▸ Work required
Check every line of the data for the string "MissingField" and copy the ones that have it.

▸ Available data
○ ○ ○ ○

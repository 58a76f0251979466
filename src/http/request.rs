//! Read side of the transport: a parsed HTTP/1.1 request.

use std::collections::HashMap;

use bytes::Bytes;
use thiserror::Error;

use super::{HEADER_ACCEPT, HEADER_CONTENT_TYPE, Headers, Method};

/// Errors that can occur while parsing an HTTP/1.1 request.
#[derive(Debug, Error)]
pub enum RequestError {
    #[error("request is incomplete, more data needed")]
    Incomplete,

    #[error("HTTP parse error: {0}")]
    Parse(#[from] httparse::Error),

    #[error("missing required field: {field}")]
    MissingField { field: &'static str },

    #[error("request body exceeds maximum allowed size of {max_bytes} bytes")]
    BodyTooLarge { max_bytes: usize },
}

/// An HTTP request as seen by routes: method, path, query, headers and body.
///
/// Built either by [`Request::parse`] from wire bytes or by hand with
/// [`Request::new`] and the [`header`](Self::header) / [`body`](Self::body)
/// setters.
///
/// # Examples
///
/// ```
/// use restmux::http::{Method, Request};
///
/// let raw = b"GET /users/42?verbose=1 HTTP/1.1\r\nAccept: application/json\r\n\r\n";
/// let (request, _offset) = Request::parse(raw).unwrap();
/// assert_eq!(request.method(), &Method::Get);
/// assert_eq!(request.path(), "/users/42");
/// assert_eq!(request.query_param("verbose"), Some("1"));
/// assert_eq!(request.accept(), "application/json");
///
/// let built = Request::new(Method::Post, "/users")
///     .header("Content-Type", "application/json")
///     .body(r#"{"name":"ada"}"#);
/// assert_eq!(built.content_type(), "application/json");
/// ```
#[derive(Debug, Clone)]
pub struct Request {
    method: Method,
    path: String,
    /// HTTP minor version: 0 for HTTP/1.0, 1 for HTTP/1.1.
    version: u8,
    headers: Headers,
    query: Option<String>,
    body: Bytes,
    query_params: HashMap<String, String>,
}

impl Request {
    /// Maximum number of headers we support per request.
    const MAX_HEADERS: usize = 64;

    /// Creates an HTTP/1.1 request for `target`, which may carry a query string.
    pub fn new(method: Method, target: &str) -> Self {
        let (path, query) = split_target(target);
        let query_params = query.as_deref().map(parse_query_string).unwrap_or_default();
        Self {
            method,
            path,
            version: 1,
            headers: Headers::new(),
            query,
            body: Bytes::new(),
            query_params,
        }
    }

    /// Appends a header.
    #[must_use]
    pub fn header(mut self, name: impl Into<String>, value: impl Into<String>) -> Self {
        self.headers.insert(name, value);
        self
    }

    /// Replaces the body.
    #[must_use]
    pub fn body(mut self, body: impl Into<Bytes>) -> Self {
        self.body = body.into();
        self
    }

    /// Parses a raw HTTP/1.1 request from a byte slice.
    ///
    /// Returns the parsed `Request` and the byte offset at which the body begins
    /// in `buf`. The body is whatever follows the headers in `buf`; callers that
    /// honour `Content-Length` should truncate with [`Request::body`] if the
    /// buffer holds more than one request.
    ///
    /// # Errors
    ///
    /// - [`RequestError::Incomplete`]: more data is needed to complete the headers.
    /// - [`RequestError::Parse`]: the data is malformed.
    /// - [`RequestError::MissingField`]: method, path or version is absent.
    pub fn parse(buf: &[u8]) -> Result<(Self, usize), RequestError> {
        let mut headers = [httparse::EMPTY_HEADER; Self::MAX_HEADERS];
        let mut raw_req = httparse::Request::new(&mut headers);

        let body_offset = match raw_req.parse(buf)? {
            httparse::Status::Complete(offset) => offset,
            httparse::Status::Partial => return Err(RequestError::Incomplete),
        };

        let method = Method::from(
            raw_req
                .method
                .ok_or(RequestError::MissingField { field: "method" })?,
        );
        let target = raw_req
            .path
            .ok_or(RequestError::MissingField { field: "path" })?;
        let version = raw_req
            .version
            .ok_or(RequestError::MissingField { field: "version" })?;

        let mut header_map = Headers::with_capacity(raw_req.headers.len());
        for header in raw_req.headers.iter() {
            if let Ok(value) = std::str::from_utf8(header.value) {
                header_map.insert(header.name, value);
            }
        }

        let (path, query) = split_target(target);
        let query_params = query.as_deref().map(parse_query_string).unwrap_or_default();

        Ok((
            Self {
                method,
                path,
                version,
                headers: header_map,
                query,
                body: Bytes::copy_from_slice(&buf[body_offset..]),
                query_params,
            },
            body_offset,
        ))
    }

    pub fn method(&self) -> &Method {
        &self.method
    }

    /// Returns the request path, without the query string.
    pub fn path(&self) -> &str {
        &self.path
    }

    /// Returns the HTTP minor version number (0 = HTTP/1.0, 1 = HTTP/1.1).
    pub fn version(&self) -> u8 {
        self.version
    }

    pub fn headers(&self) -> &Headers {
        &self.headers
    }

    /// The `Accept` header, or `""` when absent.
    pub fn accept(&self) -> &str {
        self.headers.get_or_empty(HEADER_ACCEPT)
    }

    /// The `Content-Type` header, or `""` when absent.
    pub fn content_type(&self) -> &str {
        self.headers.get_or_empty(HEADER_CONTENT_TYPE)
    }

    /// Returns the raw query string (without the leading `?`), if any.
    pub fn query_string(&self) -> Option<&str> {
        self.query.as_deref()
    }

    /// Returns a decoded query parameter by key.
    pub fn query_param(&self, key: &str) -> Option<&str> {
        self.query_params.get(key).map(String::as_str)
    }

    pub fn body_bytes(&self) -> &Bytes {
        &self.body
    }

    /// Returns `true` if the connection should be kept alive after this request.
    ///
    /// HTTP/1.1 defaults to keep-alive; HTTP/1.0 only with `Connection: keep-alive`.
    pub fn is_keep_alive(&self) -> bool {
        match self.headers.get("connection") {
            Some(conn) => conn.eq_ignore_ascii_case("keep-alive"),
            None => self.version == 1,
        }
    }

    /// Returns the `Content-Length` header parsed as a `usize`, if present.
    pub fn content_length(&self) -> Option<usize> {
        self.headers.get("content-length")?.parse().ok()
    }
}

fn split_target(target: &str) -> (String, Option<String>) {
    match target.split_once('?') {
        Some((path, query)) => (path.to_owned(), Some(query.to_owned())),
        None => (target.to_owned(), None),
    }
}

// `+` decodes to a space; percent-decoding is left to handlers.
fn parse_query_string(query: &str) -> HashMap<String, String> {
    query
        .split('&')
        .filter(|pair| !pair.is_empty())
        .map(|pair| {
            let (key, value) = pair.split_once('=').unwrap_or((pair, ""));
            (key.replace('+', " "), value.replace('+', " "))
        })
        .collect()
}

○ ○ ○ ○

▸ Answer to this task
    MissingField { field: &'static str },
    /// - [`RequestError::MissingField`]: method, path or version is absent.
                .ok_or(RequestError::MissingField { field: "method" })?,
            .ok_or(RequestError::MissingField { field: "path" })?;
            .ok_or(RequestError::MissingField { field: "version" })?;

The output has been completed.